Iklan Layanan

Cuplikan

Tabir di Balik Demokrasi Semu

(Sumber Gambar: assets.pikiran-rakyat.com)

Cerpen oleh: Cantrisah

  Kelamnya malam menyelimuti ruangan bernuansa biru muda dengan sedikit cahaya lampu belajar di sudut ruangan. Rintik hujan seakan melukiskan perasaan sesosok manusia yang sedang mencengkeram erat botol minuman di tangan kanannya. Kedua netra hitamnya seakan tidak berkedip melihat gawainya yang berada di tangan kiri.
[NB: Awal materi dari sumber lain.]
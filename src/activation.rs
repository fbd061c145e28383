//! Nonlinearities applied between the two affine layers.
//!
//! Every variant is elementwise, which is what lets the planner fuse the
//! activation into the first affine's write step.

use serde::{Deserialize, Serialize};

/// The elementwise nonlinearity of the hidden layer.
#[derive(Debug, Clone, Copy, PartialEq, Eq, Default, Serialize, Deserialize)]
#[serde(rename_all = "UPPERCASE")]
pub enum Activation {
    /// Rectified Linear Unit activation function: f(x) = max(0, x).
    #[default]
    Relu,
    /// Sigmoid activation function: f(x) = 1 / (1 + exp(-x)).
    Sigmoid,
    /// Hyperbolic tangent activation function: f(x) = tanh(x).
    Tanh,
}

impl Activation {
    /// Get activation by string name, case-insensitive.
    pub fn get_by_name(type_name: &str) -> Option<Self> {
        match type_name.to_ascii_uppercase().as_str() {
            "RELU" => Some(Activation::Relu),
            "SIGMOID" => Some(Activation::Sigmoid),
            "TANH" => Some(Activation::Tanh),
            _ => None,
        }
    }

    /// Apply the activation function to a single value.
    #[inline(always)]
    pub fn apply_single(self, x: f32) -> f32 {
        match self {
            Activation::Relu => x.max(0.0),
            Activation::Sigmoid => 1.0 / (1.0 + (-x).exp()),
            Activation::Tanh => x.tanh(),
        }
    }

    /// Apply the activation function to a slice of values in place.
    pub fn apply_in_place(self, values: &mut [f32]) {
        for val in values.iter_mut() {
            *val = self.apply_single(*val);
        }
    }

    /// Apply the activation function from `input` into `output`.
    ///
    /// Both slices must have the same length.
    pub fn apply_into(self, input: &[f32], output: &mut [f32]) {
        debug_assert_eq!(input.len(), output.len());
        for (out, &x) in output.iter_mut().zip(input) {
            *out = self.apply_single(x);
        }
    }
}

#[cfg(test)]
mod tests {
    use super::*;

    const DELTA: f32 = 0.00005;

    #[test]
    fn test_relu() {
        assert!((Activation::Relu.apply_single(1.0) - 1.0).abs() < DELTA);
        assert!((Activation::Relu.apply_single(-1.0) - 0.0).abs() < DELTA);
        assert!((Activation::Relu.apply_single(0.5) - 0.5).abs() < DELTA);
    }

    #[test]
    fn test_sigmoid() {
        assert!((Activation::Sigmoid.apply_single(1.0) - 0.7311).abs() < DELTA);
        assert!((Activation::Sigmoid.apply_single(0.0) - 0.5).abs() < DELTA);
        assert!((Activation::Sigmoid.apply_single(-0.5) - 0.3775).abs() < DELTA);
    }

    #[test]
    fn test_tanh() {
        assert!((Activation::Tanh.apply_single(0.0) - 0.0).abs() < DELTA);
        assert!((Activation::Tanh.apply_single(1.0) - 1.0_f32.tanh()).abs() < DELTA);
    }

    #[test]
    fn test_in_place_matches_into() {
        let input = [-2.0, -0.5, 0.0, 0.5, 2.0];
        for activation in [Activation::Relu, Activation::Sigmoid, Activation::Tanh] {
            let mut in_place = input;
            activation.apply_in_place(&mut in_place);
            let mut out = [0.0f32; 5];
            activation.apply_into(&input, &mut out);
            assert_eq!(in_place, out);
        }
    }

    #[test]
    fn test_get_by_name() {
        assert_eq!(Activation::get_by_name("RELU"), Some(Activation::Relu));
        assert_eq!(Activation::get_by_name("relu"), Some(Activation::Relu));
        assert_eq!(Activation::get_by_name("Tanh"), Some(Activation::Tanh));
        assert_eq!(Activation::get_by_name("SOFTMAX"), None);
    }
}
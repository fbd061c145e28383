//! The two execution strategies and the bookkeeping they share.
//!
//! Both engines implement [`ExecutionStrategy`] and are driven through
//! generics, never through a trait object: the profiler and the analysis
//! session are monomorphized per engine.

pub mod eager;
pub mod planned;

use std::borrow::Cow;

use serde::Serialize;

use crate::errors::ShapeResult;
use crate::tensor::Batch;

pub use eager::EagerEngine;
pub use planned::PlannedEngine;

/// Common surface of the eager and planned engines.
pub trait ExecutionStrategy: Send {
    /// Short label used in logs and reports.
    fn name(&self) -> &'static str;

    /// Runs one forward pass. Shape errors are raised before any write.
    ///
    /// The eager engine hands out a freshly allocated vector, the planned
    /// engine a view into its own output buffer.
    fn execute(&mut self, input: &Batch) -> ShapeResult<Cow<'_, [f32]>>;

    /// Memory held while running, as attributed by the engine itself.
    fn memory_footprint(&self) -> MemoryFootprint;

    /// Heap allocations performed by the most recent `execute` call.
    fn allocation_events(&self) -> usize;
}

/// Memory attributed to one engine.
#[derive(Debug, Clone, Copy, PartialEq, Eq, Default, Serialize)]
pub struct MemoryFootprint {
    /// Maximum bytes simultaneously live during one forward pass.
    pub peak_bytes: usize,
    /// Bytes allocated per forward pass (eager) or once up front (planned).
    pub allocated_bytes: usize,
    /// Number of distinct buffers behind `allocated_bytes`.
    pub buffers: usize,
}

/// One buffer allocated by the eager engine.
#[derive(Debug, Clone, PartialEq, Eq, Serialize)]
pub struct AllocationEvent {
    /// Ordinal of the operation that allocated the buffer.
    pub ordinal: usize,
    pub tensor: &'static str,
    pub bytes: usize,
    /// Ordinal of the last operation that still holds the buffer.
    pub released_at: usize,
}

impl AllocationEvent {
    fn is_live_at(&self, ordinal: usize) -> bool {
        self.ordinal <= ordinal && ordinal <= self.released_at
    }
}

/// Allocation and release record of a single forward pass.
#[derive(Debug, Clone, Default)]
pub struct AllocationLog {
    events: Vec<AllocationEvent>,
}

impl AllocationLog {
    pub fn new() -> Self {
        Self::default()
    }

    /// Forgets the previous pass, keeping the event storage.
    pub fn clear(&mut self) {
        self.events.clear();
    }

    /// Records an allocation and returns its index for [`Self::record_release`].
    pub fn record_alloc(&mut self, ordinal: usize, tensor: &'static str, bytes: usize) -> usize {
        self.events.push(AllocationEvent {
            ordinal,
            tensor,
            bytes,
            released_at: ordinal,
        });
        self.events.len() - 1
    }

    pub fn record_release(&mut self, index: usize, ordinal: usize) {
        if let Some(event) = self.events.get_mut(index) {
            event.released_at = ordinal.max(event.ordinal);
        }
    }

    pub fn events(&self) -> &[AllocationEvent] {
        &self.events
    }

    pub fn len(&self) -> usize {
        self.events.len()
    }

    pub fn is_empty(&self) -> bool {
        self.events.is_empty()
    }

    pub fn total_bytes(&self) -> usize {
        self.events.iter().map(|e| e.bytes).sum()
    }

    /// Peak of simultaneously live bytes, swept over every allocation point.
    ///
    /// Live ranges are inclusive, so a buffer released at ordinal `k`
    /// still counts against an allocation made at `k`.
    pub fn peak_bytes(&self) -> usize {
        self.events
            .iter()
            .map(|at| {
                self.events
                    .iter()
                    .filter(|e| e.is_live_at(at.ordinal))
                    .map(|e| e.bytes)
                    .sum()
            })
            .max()
            .unwrap_or(0)
    }
}

#[cfg(test)]
mod tests {
    use super::*;

    #[test]
    fn test_peak_sweep_counts_inclusive_overlap() {
        let mut log = AllocationLog::new();
        let a = log.record_alloc(0, "a", 100);
        let b = log.record_alloc(1, "b", 100);
        log.record_release(a, 1);
        let c = log.record_alloc(2, "c", 10);
        log.record_release(b, 2);
        log.record_release(c, 3);

        assert_eq!(log.len(), 3);
        assert_eq!(log.total_bytes(), 210);
        assert_eq!(log.peak_bytes(), 200);
    }

    #[test]
    fn test_empty_log() {
        let mut log = AllocationLog::new();
        assert_eq!(log.peak_bytes(), 0);
        log.record_alloc(0, "a", 8);
        log.clear();
        assert!(log.is_empty());
    }
}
"Damn," Untuk kesekian kalinya, dengusan kesal keluar dari mulut Panji. Ia kembali meminum air dan meletakkan botolnya dengan kasar, berikut juga gawainya. Perasaan tidak terima atas kabar yang baru saja ia terima kembali muncul.  Atensinya berpindah pada stopmap biru di depannya, lalu dengan cepat mengambil benda pipih dan mengetikkan sesuatu dengan cepat pula. Sambil menunggu nada sambung, Panji mendekatkan gawainya ke telinga, sedangkan jari tangan kirinya mengetuk-ngetuk meja belajar dengan tidak sabaran.

"Gas–"

"Aku ga bohong, Ji. Aku dapet langsung dari pihak mereka. Regulasinya berubah dan itu resmi." Ttutt–

Panji menghela napas berat. Seharusnya ia sedikit menahan diri untuk tidak menelepon Bagas, anak itu pasti juga kesal dengan kabar ini. Ia merebahkan tubuhnya di atas kasur. Menerawang, memikirkan segala hal yang bisa ia pikirkan. Mungkin salah satunya adalah kemungkinan apa saja yang menyebabkan regulasi itu berubah. Sungguh, ia tidak bisa menerima hal ini. Sudah jauh-jauh hari, bahkan bulan, ia mempersiapkan segala hal demi waktu ini tiba. Tapi usahanya seakan sia-sia saat Bagas memberitahukan hal ini.

Dalam kesibukannya bergelut dengan berbagai pemikiran, tiba-tiba pintu kamarnya terbuka. Sesosok laki-laki yang lebih tua darinya keluar dari balik pintu. Dia adalah kakak Panji, namanya Panca. Tahun ini memasuki semester 4, dia merupakan seorang aktivis di kampus. Panca menanggalkan jas kebanggaannya dan meletakkan tas di atas meja belajarnya. Melihat raut Panji yang kusut, Panca langsung beringsut ke kasur adiknya.

"Ada masalah, Dek?" tanyanya sambil membuka lock screen gawainya. Tiba-tiba senyum manis terukir di wajah Panca begitu ia melihat notifikasi terbaru di layar gawainya. Panji menghela napas berat. Baru saja ia memalingkan wajahnya ke arah kakaknya, ia sudah disuguhi wajah cengar-cengir Panca. Panji mendengus kesal, spesies manusia freak di diri kakaknya mulai muncul.

"Regulasinya berubah, Mas." Perkataan Panji membuat Panca mengalihkan atensinya penuh ke arah adiknya. Tidak, Panca tidak terkejut dengan bagaimana cepatnya Panji mendapatkan informasi. Laki-laki itu tidak akan meragukan relasi yang dimiliki adiknya. Ia lebih terkejut ketika melihat dengan jelas sebuah bandana merah muda yang melekat di kepala adiknya.

"Kamu ngapain pakai pinky-pinky ginian?" Panji kembali mendengus. Bukannya fokus pada apa yang ia katakan, Panca malah menatap horor kepalanya.

"Gara-gara main sama Jia, terus kalah. Jadi dipakein ginian." Melihat Panji yang bersungut-sungut kesal, Panca meledakkan tawanya. Jia adalah adik bungsu mereka, gadis itu baru berusia lima tahun.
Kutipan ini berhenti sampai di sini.